大(小)鼠脑缺血再灌注模具体步骤及方法

大鼠脑缺血再灌注损伤模型造模方法
方法简述：
体重230-260g雄性SD大鼠，禁食，自由饮水，麻醉，颈部去皮，仰卧位固定，颈正中线切口，沿胸锁乳突肌内缘分离肌肉和筋膜，分离左侧颈总动脉(CCA)、颈外动脉(ECA) 和颈内动脉(ICA)，在CCA 远心端和近心端及ECA处挂线备用。

用微动脉夹暂时夹闭ICA，然后近心端结扎CCA、ECA。

然后在距CCA分叉部4mm处剪一小口，将栓线插入到ICA, CCA远心端的细线轻轻系牢栓线，用眼科镊轻推栓线，从血管分叉处开始算距离，当插入深度在18mm时，结扎固定好栓线及ECA血管，后拔除栓线至ECA，再次扎紧ECA，缝合，术后给予青霉素抗炎。

注意事项：
1. 保温:60W白炽灯高度为37cm，直接照射能使肛温保持在37℃。

2. 推栓线时，要将血管放松至原来状态,且保证标记点在分叉处。

3. 栓线事先剪好。

4. 栓线不能在血管里反复进退，否则极容易造成蛛网膜下腔出血。

5. 插入线栓要轻柔熟练，速度尽可能快，以避免时间长了血管内血栓形成。

成年小鼠心脏灌流及取脑组织步骤实验步骤：1、小鼠麻醉后立即将其用针头固定在泡沫板上（用针头插住四肢）。

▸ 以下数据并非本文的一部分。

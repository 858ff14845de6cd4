//! Mirror reflection cache
//!
//! Cached, thread-safe reflection over a [`mirror_types::Universe`]:
//! - Type lookup by fully-qualified name, misses included
//! - Member metadata keyed by owner, name, binding flags and signature
//! - Compiled typed getters and setters
//! - Method invocation with overload selection, instance factories and
//!   bound invokers
//! - Attribute queries with optional inheritance
//!
//! Every cache lives in one generation owned by a [`Reflector`]; clearing
//! swaps in a fresh generation at once.
//!
//! # Example
//!
//! ```ignore
//! use mirror_core::{Receiver, Reflector};
//!
//! let reflector = Reflector::new(universe);
//! let calc = reflector.resolve_type("math.Calculator").unwrap();
//! let obj = reflector.create_instance(&calc, &[])?;
//! let sum = reflector.invoke(&Receiver::from(obj.as_object().unwrap()), "Add", &[1.into(), 2.into()])?;
//! ```

#![warn(missing_docs)]

pub mod accessors;
pub mod attributes;
pub mod config;
pub mod delegate;
pub mod error;
pub mod invoke;
pub mod key;
pub mod members;
pub mod reflector;
pub mod stats;
pub mod types;

pub use accessors::{AccessorCompiler, Getter, Setter};
pub use attributes::{AttributeInspector, AttributeTarget};
pub use config::{ConfigError, ReflectorConfig};
pub use delegate::{
    Action0, Action1, Action2, DelegateShape, Dynamic, Func0, Func1, Func2, Func3, Invocation,
    ReturnShape,
};
pub use error::{ReflectError, ReflectResult};
pub use invoke::{Factory, InvocationDispatcher, Receiver};
pub use key::{AccessorKey, Binding, InvokerKey, MemberKey, MemberKind, Signature};
pub use members::{MemberDescriptor, MemberMetadataCache};
pub use reflector::Reflector;
pub use stats::{CacheCounter, CacheStat, CacheStats};
pub use types::TypeRegistry;

pub use mirror_types;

用镊子扯起胸部皮肤，另一只手用剪刀剪开胸腔的皮肤和肋骨，暴露出心脏和肝脏。

2、将注射针头插入小鼠左心室，同时将小鼠肝脏减掉，以使血液流出。

灌注生理盐水，时间维持在1min （10~20ml ）灌注液左右，血液排除后四肢、肝脏和舌头会变白。

3、待小鼠四肢、肝脏和舌头变白之后，用4%PFA灌流固定，当PFA 流至大脑处可能会使小鼠尾巴略有反射现象（有时可能没有），此时可将灌流速度下调，以使固定更加充分。

整个PFA灌流时间约为5min。

（固定原理：多聚甲醛可以使蛋白质交联）4、将导管始端从PFA中拿出，待管中液体流尽后，将心脏上的针头拔下，如果固定的较好，可发现小鼠眼球呈现白色。

将托盘中的血液倒至废液桶内，并准备下一步的取脑操作。

取脑及脱水:1、剪开头部皮肤，露出白色头盖骨。

将延髓上包被的软骨剪开，除去多余的结缔组织。

需要注意的时，眼睛要由剪刀剪下，不能够直接扯下来，因为眼睛后部连着视神经，如果扯的话有可能会损坏视交叉上核等其他脑部组织。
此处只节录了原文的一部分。